If confirmed, it’s another warning that lots of apparently healthy people have the bug and may be contagious.

Gov. John Carney, who is puzzling over when to reopen businesses, wasn’t drawing early conclusions: . “We’re trying to follow the science from the CDC. This isn’t any science I’ve heard of.”

UPDATE: Biobot’s Duvallet refers us to her group’s paper at https://www.sciencedirect.com/science/article/pii/S0048969720322816

Silicon Valley finds Fishtown

Fishtown Analytics, the 25-person firm led by Tristan Handy that has developed the popular open-source data design tool dbt, said last week it has raised $12.9 million from Silicon Valley venture capital investor Andreessen Horowitz, an early backer of Facebook.

Fishtown plans to double staff in Philadelphia, a talent-rich yet affordable place to do business, Handy told TechCrunch.

The “Bad Four” won:

Berwyn lawyer Bill Uchimoto, part of an adviser team that launched an unprecedented board election to oust incumbent leaders of Japan-based homebuilder Sekisui House, reports that the effort has failed: Incumbent chairman Toshinori Abe’s slate held off a challenge by former chair Isame Wada and his Japanese and American allies at Thursday’s annual meeting.

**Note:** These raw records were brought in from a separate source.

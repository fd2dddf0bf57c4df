//! Structure-only canonical form of a contract
//!
//! Two contracts that differ only in identifier names, in the order of their
//! top-level declarations, or in the order of fields inside a struct end up
//! with the same canonical form and therefore the same STRUCTURE digest.

use std::collections::BTreeMap;

use thiserror::Error;
use tracing::trace;

use crate::ast::{Attr, ContractDefinition, SyntaxNode};
use crate::hash::{self, Algorithm};

#[derive(Debug, Error)]
pub enum NormalizeError {
    #[error("expected a ContractDefinition, got {0}")]
    NotAContract(String),

    #[error("declaration count changed during canonicalization ({before} before, {after} after)")]
    DeclarationCountChanged { before: usize, after: usize },
}

/// A contract reduced to its canonical form
#[derive(Debug, Clone, PartialEq)]
pub struct CanonicalContract {
    /// The contract with identifiers erased and `subNodes` emptied
    node: SyntaxNode,
    /// One digest per top-level declaration, sorted
    child_digests: Vec<String>,
    algorithm: Algorithm,
}

impl CanonicalContract {
    pub fn child_digests(&self) -> &[String] {
        &self.child_digests
    }

    pub fn digest(&self) -> String {
        hash::digest_node_with(&self.node, "subNodes", &self.child_digests, self.algorithm)
    }
}

/// Canonicalize a contract subtree. Takes ownership: erasure rewrites the tree
/// in place.
pub fn canonicalize(
    mut root: SyntaxNode,
    algorithm: Algorithm,
) -> Result<CanonicalContract, NormalizeError> {
    erase_identifiers(&mut root);
    let mut contract = match root {
        SyntaxNode::ContractDefinition(contract) => contract,
        other => return Err(NormalizeError::NotAContract(other.kind_name().to_string())),
    };
    let child_digests = digest_declarations(&mut contract, algorithm)?;

    Ok(CanonicalContract {
        node: SyntaxNode::ContractDefinition(contract),
        child_digests,
        algorithm,
    })
}

/// Clear every name-bearing field below (and including) `root`.
///
/// Assertion messages passed to `require`/`assert` are blanked too. The
/// anonymity flag of events is reset; other flags are left as parsed.
pub fn erase_identifiers(root: &mut SyntaxNode) {
    root.walk_mut(&mut |node| match node {
        SyntaxNode::ContractDefinition(n) => n.name.clear(),
        SyntaxNode::FunctionDefinition(n)
        | SyntaxNode::ModifierDefinition(n)
        | SyntaxNode::VariableDeclaration(n)
        | SyntaxNode::Identifier(n) => n.name = Some(String::new()),
        SyntaxNode::EventDefinition(n) => {
            n.name = Some(String::new());
            n.is_anonymous = None;
        }
        SyntaxNode::StructDefinition(n) => n.name = Some(String::new()),
        SyntaxNode::UsingForDeclaration(n) => n.library_name = Some(String::new()),
        SyntaxNode::UserDefinedTypeName(n) => n.name_path.clear(),
        SyntaxNode::MemberAccess(n) => n.member_name.clear(),
        // Runs before the callee identifier itself is erased
        SyntaxNode::FunctionCall(call) if call.is_assertion() => {
            for arg in &mut call.arguments {
                if let SyntaxNode::StringLiteral(lit) = arg {
                    lit.value.clear();
                    if let Some(Attr::List(parts)) = lit.attrs.get_mut("parts") {
                        parts.clear();
                    }
                }
            }
        }
        _ => {}
    });
}

/// Replace the contract's declarations by their sorted digests
fn digest_declarations(
    contract: &mut ContractDefinition,
    algorithm: Algorithm,
) -> Result<Vec<String>, NormalizeError> {
    let before = contract.sub_nodes.len();

    let mut buckets: BTreeMap<String, Vec<SyntaxNode>> = BTreeMap::new();
    for child in std::mem::take(&mut contract.sub_nodes) {
        buckets
            .entry(child.kind_name().to_string())
            .or_default()
            .push(child);
    }

    let mut digests = Vec::with_capacity(before);
    for (kind, children) in buckets {
        trace!(kind = %kind, count = children.len(), "declaration_bucket");
        for child in children {
            let digest = match child {
                SyntaxNode::StructDefinition(mut strukt) => {
                    let mut members = std::mem::take(&mut strukt.members)
                        .iter()
                        .map(|member| hash::digest_node(member, algorithm))
                        .collect::<Vec<_>>();
                    members.sort_unstable();
                    hash::digest_node_with(
                        &SyntaxNode::StructDefinition(strukt),
                        "members",
                        &members,
                        algorithm,
                    )
                }
                other => hash::digest_node(&other, algorithm),
            };
            digests.push(digest);
        }
    }
    digests.sort_unstable();

    if digests.len() != before {
        return Err(NormalizeError::DeclarationCountChanged {
            before,
            after: digests.len(),
        });
    }
    Ok(digests)
}

#[cfg(test)]
mod tests {
    use super::*;
    use serde_json::{json, Value};

    fn var(name: &str, ty: &str) -> Value {
        json!({
            "type": "VariableDeclaration",
            "name": name,
            "typeName": { "type": "ElementaryTypeName", "name": ty },
            "identifier": { "type": "Identifier", "name": name },
            "isIndexed": false
        })
    }

    fn contract(name: &str, sub_nodes: Vec<Value>) -> SyntaxNode {
        SyntaxNode::from_json(json!({
            "type": "ContractDefinition",
            "name": name,
            "kind": "contract",
            "baseContracts": [],
            "subNodes": sub_nodes
        }))
        .unwrap()
    }

    fn strukt(name: &str, fields: &[(&str, &str)]) -> Value {
        let members: Vec<Value> = fields.iter().map(|(n, t)| var(n, t)).collect();
        json!({ "type": "StructDefinition", "name": name, "members": members })
    }

    fn require_call(message: &str) -> Value {
        json!({
            "type": "ExpressionStatement",
            "expression": {
                "type": "FunctionCall",
                "expression": { "type": "Identifier", "name": "require" },
                "arguments": [
                    { "type": "BooleanLiteral", "value": true },
                    { "type": "StringLiteral", "value": message, "parts": [message] }
                ]
            }
        })
    }

    fn function(name: &str, statements: Vec<Value>) -> Value {
        json!({
            "type": "FunctionDefinition",
            "name": name,
            "parameters": [],
            "body": { "type": "Block", "statements": statements },
            "visibility": "public",
            "isConstructor": false
        })
    }

    fn structure_hash(node: SyntaxNode) -> String {
        canonicalize(node, Algorithm::Sha1).unwrap().digest()
    }

    #[test]
    fn test_erase_identifiers() {
        let mut node = contract(
            "Token",
            vec![
                var("owner", "address"),
                json!({
                    "type": "EventDefinition",
                    "name": "Transfer",
                    "parameters": [],
                    "isAnonymous": true
                }),
                json!({
                    "type": "UsingForDeclaration",
                    "libraryName": "SafeMath",
                    "typeName": null
                }),
            ],
        );
        erase_identifiers(&mut node);

        let json = node.to_json();
        assert_eq!(json["name"], "");
        assert_eq!(json["subNodes"][0]["name"], "");
        assert_eq!(json["subNodes"][0]["identifier"]["name"], "");
        // elementary types and flags other than event anonymity stay
        assert_eq!(json["subNodes"][0]["typeName"]["name"], "address");
        assert_eq!(json["subNodes"][0]["isIndexed"], false);
        assert_eq!(json["subNodes"][1]["name"], "");
        assert_eq!(json["subNodes"][1]["isAnonymous"], Value::Null);
        assert_eq!(json["subNodes"][2]["libraryName"], "");
    }

    #[test]
    fn test_assertion_messages_blanked() {
        let mut node = SyntaxNode::from_json(require_call("only owner")).unwrap();
        erase_identifiers(&mut node);

        let json = node.to_json();
        assert_eq!(json["expression"]["arguments"][1]["value"], "");
        assert_eq!(json["expression"]["arguments"][1]["parts"], json!([]));
        assert_eq!(json["expression"]["expression"]["name"], "");
    }

    #[test]
    fn test_other_call_messages_kept() {
        let mut node = SyntaxNode::from_json(json!({
            "type": "FunctionCall",
            "expression": { "type": "Identifier", "name": "revertWith" },
            "arguments": [{ "type": "StringLiteral", "value": "nope", "parts": ["nope"] }]
        }))
        .unwrap();
        erase_identifiers(&mut node);

        assert_eq!(node.to_json()["arguments"][0]["value"], "nope");
    }

    #[test]
    fn test_rename_invariance() {
        let a = contract(
            "A",
            vec![var("x", "uint"), function("f", vec![require_call("a")])],
        );
        let b = contract(
            "B",
            vec![var("y", "uint"), function("g", vec![require_call("b")])],
        );
        assert_eq!(structure_hash(a), structure_hash(b));
    }

    #[test]
    fn test_reorder_invariance() {
        let a = contract(
            "A",
            vec![
                var("x", "uint"),
                function("f", vec![]),
                strukt("S", &[("a", "uint"), ("b", "address")]),
            ],
        );
        let b = contract(
            "A",
            vec![
                strukt("S", &[("b", "address"), ("a", "uint")]),
                function("f", vec![]),
                var("x", "uint"),
            ],
        );
        assert_eq!(structure_hash(a), structure_hash(b));
    }

    #[test]
    fn test_type_change_detected() {
        let a = contract("A", vec![var("x", "uint")]);
        let b = contract("A", vec![var("x", "address")]);
        assert_ne!(structure_hash(a), structure_hash(b));
    }

    #[test]
    fn test_body_logic_change_detected() {
        let increment = json!({
            "type": "ExpressionStatement",
            "expression": {
                "type": "BinaryOperation",
                "operator": "+=",
                "left": { "type": "Identifier", "name": "total" },
                "right": { "type": "NumberLiteral", "number": "1" }
            }
        });
        let mut decrement = increment.clone();
        decrement["expression"]["operator"] = json!("-=");

        let a = contract("A", vec![function("f", vec![increment])]);
        let b = contract("A", vec![function("f", vec![decrement])]);
        assert_ne!(structure_hash(a.clone()), structure_hash(b.clone()));
        assert_ne!(
            hash::digest_node(&a, Algorithm::Sha1),
            hash::digest_node(&b, Algorithm::Sha1)
        );
    }

    #[test]
    fn test_declaration_count_preserved() {
        let node = contract(
            "A",
            vec![
                var("x", "uint"),
                var("x", "uint"),
                function("f", vec![]),
                strukt("S", &[]),
            ],
        );
        let canonical = canonicalize(node, Algorithm::Sha1).unwrap();
        assert_eq!(canonical.child_digests().len(), 4);

        let mut sorted = canonical.child_digests().to_vec();
        sorted.sort();
        assert_eq!(sorted, canonical.child_digests());
    }

    #[test]
    fn test_rejects_non_contract() {
        let node = SyntaxNode::from_json(json!({ "type": "SourceUnit", "children": [] })).unwrap();
        assert!(matches!(
            canonicalize(node, Algorithm::Sha1),
            Err(NormalizeError::NotAContract(kind)) if kind == "SourceUnit"
        ));
    }
}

The insurgents blamed Abe and his allies for the company’s failure to fully disclose how leaders allowed a $50 million loss in the fraudulent sale of a Tokyo property or punish them.

The rival slate recruited support fromBlackRock and Vanguard, among others.

Uchimoto had no comment. At week’s end, Sekisui had not released vote totals or a statement.

Norway investor on Philly hot seat

Yngve Slyngstad, who headed Norway’s $1 trillion sovereign-wealth public investment fund, " has apologized to his staff for accepting a free flight" and a trip from Nicolai Tangen, founder of $16 billion hedge fund AKO Capital LLP, Bloomberg’s Mikael Holter reported.

To which exotic locale did the hedge-fund manager whisk the world’s biggest sovereign-wealth fund manager so improperly?

Philadelphia, Bloomberg reports. “I really screwed up,” Slyngstad wrote to his staff. .”

Norwegian central bankers have launched an investigation into just what the pair, and members of Slyngstad’s staff, were doing here. If anyone can shed some light, I’m happy to hear from you.

Pharma communications deal

Susan Stipa isn’t your typical communications consultant: She used to be an engineer at Foster Wheeler, which makes steam generators, the heaviest of heavy equipment.

But she bought the Philadelphia agency McDay eight years ago, and built a staff of 17 with projects like CRB Architecture’s expansion into biotech design.

And this week it became part of CGLife, a larger consultantcy based in Chicago, with offices in Denver and San Diego -- and now Center City, with Stipa in charge here. Terms were not disclosed.